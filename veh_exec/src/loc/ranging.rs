//! Ranging provider
//!
//! Solves the vehicle's position in the dock frame from its ranges to the
//! anchors around the dock. Subtracting the first anchor's circle equation
//! from the others gives a linear system in the position, which is solved in
//! the least squares sense through its normal equations.

// ---------------------------------------------------------------------------
// IMPORTS
// ---------------------------------------------------------------------------

use log::trace;
use nalgebra::{Matrix2, Vector2};

use super::{fix_or_invalid, LocError, LocalizationProvider, RangingParams};
use comms_if::eqpt::loc::{
    AnchorSet, LocSource, LocalizationFix, Measurement, RangingMeasurement, TargetLocation,
};
use util::maths::wrap_pi;

// ---------------------------------------------------------------------------
// CONSTANTS
// ---------------------------------------------------------------------------

/// Fewest anchors which fix a position in 2D.
const MIN_SOLVABLE_ANCHORS: usize = 3;

/// Determinants of the normal matrix below this are treated as singular.
const SINGULAR_DET_THRESHOLD: f64 = 1e-9;

// ---------------------------------------------------------------------------
// DATA STRUCTURES
// ---------------------------------------------------------------------------

#[derive(Debug, Default)]
pub struct RangingProvider {
    params: RangingParams,

    anchors: AnchorSet,

    measurement: Option<RangingMeasurement>,
}

// ---------------------------------------------------------------------------
// IMPLEMENTATIONS
// ---------------------------------------------------------------------------

impl RangingProvider {
    /// Create a new provider with no anchors, which will not be available
    /// until configured.
    pub fn new(params: RangingParams) -> Self {
        Self {
            params,
            anchors: AnchorSet { anchors: vec![] },
            measurement: None,
        }
    }

    fn compute(&self) -> Result<LocalizationFix, LocError> {
        if self.anchors.is_empty() {
            return Err(LocError::NotConfigured);
        }

        let meas = self.measurement.as_ref().ok_or(LocError::NoMeasurement)?;

        if !meas.heading_rad.is_finite() {
            return Err(LocError::NonFinite);
        }

        let mut circles = Vec::with_capacity(meas.ranges_m.len());
        for (id, range_m) in meas.ranges_m.iter() {
            let anchor = self.anchors.get(*id).ok_or(LocError::UnknownAnchor(*id))?;
            if !range_m.is_finite() || *range_m < 0.0 {
                return Err(LocError::NonFinite);
            }
            circles.push((Vector2::new(anchor.position_m[0], anchor.position_m[1]), *range_m));
        }

        let min_anchors = self.params.min_anchors.max(MIN_SOLVABLE_ANCHORS);
        if circles.len() < min_anchors {
            return Err(LocError::TooFewAnchors(circles.len(), min_anchors));
        }

        // Fixed order so the solution doesn't depend on hash order
        circles.sort_by(|a, b| {
            (a.0[0], a.0[1])
                .partial_cmp(&(b.0[0], b.0[1]))
                .unwrap_or(std::cmp::Ordering::Equal)
        });

        let pos_m = trilaterate(&circles)?;

        trace!("Ranging position: ({:.3}, {:.3}) m", pos_m[0], pos_m[1]);

        let bearing_rad = (-pos_m[1]).atan2(-pos_m[0]);

        Ok(LocalizationFix::new(
            pos_m.norm(),
            wrap_pi(bearing_rad - meas.heading_rad),
        ))
    }
}

impl LocalizationProvider for RangingProvider {
    fn source(&self) -> LocSource {
        LocSource::Ranging
    }

    fn configure(&mut self, _target: &TargetLocation, anchors: &AnchorSet) {
        self.anchors = anchors.clone();
    }

    fn set_measurement(&mut self, measurement: &Measurement) {
        if let Measurement::Ranging(m) = measurement {
            self.measurement = Some(m.clone());
        }
    }

    fn clear_measurement(&mut self) {
        self.measurement = None;
    }

    /// Available once enough anchors are configured and the pending
    /// measurement gives a position. The measurement is not consumed.
    fn is_available(&self) -> bool {
        self.anchors.len() >= self.params.min_anchors.max(MIN_SOLVABLE_ANCHORS)
            && self.compute().is_ok()
    }

    fn poll(&mut self) -> LocalizationFix {
        let fix = fix_or_invalid(self.source(), self.compute());
        self.measurement = None;
        fix
    }
}

// ---------------------------------------------------------------------------
// FUNCTIONS
// ---------------------------------------------------------------------------

/// Least squares position from a set of (anchor position, range) circles.
///
/// At least three circles must be given.
pub fn trilaterate(circles: &[(Vector2<f64>, f64)]) -> Result<Vector2<f64>, LocError> {
    let (p0, r0) = match circles.first() {
        Some(c) => *c,
        None => return Err(LocError::TooFewAnchors(0, MIN_SOLVABLE_ANCHORS)),
    };

    // Accumulate A^T A and A^T b row by row
    let mut ata = Matrix2::<f64>::zeros();
    let mut atb = Vector2::<f64>::zeros();

    for (pi, ri) in circles.iter().skip(1) {
        let row = 2.0 * (pi - p0);
        let b = r0 * r0 - ri * ri + pi.norm_squared() - p0.norm_squared();

        ata += row * row.transpose();
        atb += row * b;
    }

    if ata.determinant().abs() < SINGULAR_DET_THRESHOLD {
        return Err(LocError::DegenerateGeometry);
    }

    ata.try_inverse()
        .map(|inv| inv * atb)
        .ok_or(LocError::DegenerateGeometry)
}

What you are asked to do - Tell me how many lines in the records above include the word "DegenerateGeometry"; the number is all that is needed.

Result of this task - 2